◆ Problem statement
Copy out the entire listing precisely.

◆ Data section

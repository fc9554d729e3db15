//! Pay frequency model.
//!
//! This module defines the [`Frequency`] enum and its fixed mapping to
//! periods-per-year. Every frequency except `Irregular` implies a period
//! count; `Irregular` defers to a user-supplied count validated elsewhere.

use serde::{Deserialize, Serialize};

/// How often a paycheck is issued.
#[derive(Debug, Clone, Copy, PartialEq, Eq, Serialize, Deserialize)]
#[serde(rename_all = "snake_case")]
pub enum Frequency {
    /// 52 paychecks per year.
    Weekly,
    /// 26 paychecks per year.
    Biweekly,
    /// 24 paychecks per year (twice a month).
    SemiMonthly,
    /// 12 paychecks per year.
    Monthly,
    /// A user-supplied period count between 1 and 366.
    Irregular,
}

impl Frequency {
    /// Every frequency, in selector display order.
    pub const ALL: [Frequency; 5] = [
        Frequency::Weekly,
        Frequency::Biweekly,
        Frequency::SemiMonthly,
        Frequency::Monthly,
        Frequency::Irregular,
    ];

    /// The fixed periods-per-year for this frequency, or `None` for
    /// [`Frequency::Irregular`].
    ///
    /// # Example
    ///
    /// ```
    /// use paycheck_engine::models::Frequency;
    ///
    /// assert_eq!(Frequency::Biweekly.periods_per_year(), Some(26));
    /// assert_eq!(Frequency::Irregular.periods_per_year(), None);
    /// ```
    pub fn periods_per_year(self) -> Option<u32> {
        match self {
            Frequency::Weekly => Some(52),
            Frequency::Biweekly => Some(26),
            Frequency::SemiMonthly => Some(24),
            Frequency::Monthly => Some(12),
            Frequency::Irregular => None,
        }
    }

    /// The human-readable selector label.
    pub fn label(self) -> &'static str {
        match self {
            Frequency::Weekly => "Weekly",
            Frequency::Biweekly => "Bi-weekly",
            Frequency::SemiMonthly => "Semi-monthly",
            Frequency::Monthly => "Monthly",
            Frequency::Irregular => "Irregular",
        }
    }

    /// The stable identifier used for persistence, matching the serde wire
    /// name.
    pub fn as_code(self) -> &'static str {
        match self {
            Frequency::Weekly => "weekly",
            Frequency::Biweekly => "biweekly",
            Frequency::SemiMonthly => "semi_monthly",
            Frequency::Monthly => "monthly",
            Frequency::Irregular => "irregular",
        }
    }

    /// Resolves a persisted identifier back to a frequency, or `None` if
    /// the identifier is unknown.
    pub fn from_code(code: &str) -> Option<Self> {
        Frequency::ALL
            .into_iter()
            .find(|frequency| frequency.as_code() == code)
    }
}

impl Default for Frequency {
    fn default() -> Self {
        Frequency::Biweekly
    }
}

◆ Task result
repository fc9554d729e3db15
//! Pay frequency model.
//!
//! This module defines the [`Frequency`] enum and its fixed mapping to
//! periods-per-year. Every frequency except `Irregular` implies a period
//! count; `Irregular` defers to a user-supplied count validated elsewhere.

use serde::{Deserialize, Serialize};

/// How often a paycheck is issued.
#[derive(Debug, Clone, Copy, PartialEq, Eq, Serialize, Deserialize)]
#[serde(rename_all = "snake_case")]
pub enum Frequency {
    /// 52 paychecks per year.
    Weekly,
    /// 26 paychecks per year.
    Biweekly,
    /// 24 paychecks per year (twice a month).
    SemiMonthly,
    /// 12 paychecks per year.
    Monthly,
    /// A user-supplied period count between 1 and 366.
    Irregular,
}

impl Frequency {
    /// Every frequency, in selector display order.
    pub const ALL: [Frequency; 5] = [
        Frequency::Weekly,
        Frequency::Biweekly,
        Frequency::SemiMonthly,
        Frequency::Monthly,
        Frequency::Irregular,
    ];

    /// The fixed periods-per-year for this frequency, or `None` for
    /// [`Frequency::Irregular`].
    ///
    /// # Example
    ///
    /// ```
    /// use paycheck_engine::models::Frequency;
    ///
    /// assert_eq!(Frequency::Biweekly.periods_per_year(), Some(26));
    /// assert_eq!(Frequency::Irregular.periods_per_year(), None);
    /// ```
    pub fn periods_per_year(self) -> Option<u32> {
        match self {
            Frequency::Weekly => Some(52),
            Frequency::Biweekly => Some(26),
            Frequency::SemiMonthly => Some(24),
            Frequency::Monthly => Some(12),
            Frequency::Irregular => None,
        }
    }

    /// The human-readable selector label.
    pub fn label(self) -> &'static str {
        match self {
            Frequency::Weekly => "Weekly",
            Frequency::Biweekly => "Bi-weekly",
            Frequency::SemiMonthly => "Semi-monthly",
            Frequency::Monthly => "Monthly",
            Frequency::Irregular => "Irregular",
        }
    }

    /// The stable identifier used for persistence, matching the serde wire
    /// name.
    pub fn as_code(self) -> &'static str {
        match self {
            Frequency::Weekly => "weekly",
            Frequency::Biweekly => "biweekly",
            Frequency::SemiMonthly => "semi_monthly",
            Frequency::Monthly => "monthly",
            Frequency::Irregular => "irregular",
        }
    }

    /// Resolves a persisted identifier back to a frequency, or `None` if
    /// the identifier is unknown.
    pub fn from_code(code: &str) -> Option<Self> {
        Frequency::ALL
            .into_iter()
            .find(|frequency| frequency.as_code() == code)
    }
}

impl Default for Frequency {
    fn default() -> Self {
        Frequency::Biweekly
    }
}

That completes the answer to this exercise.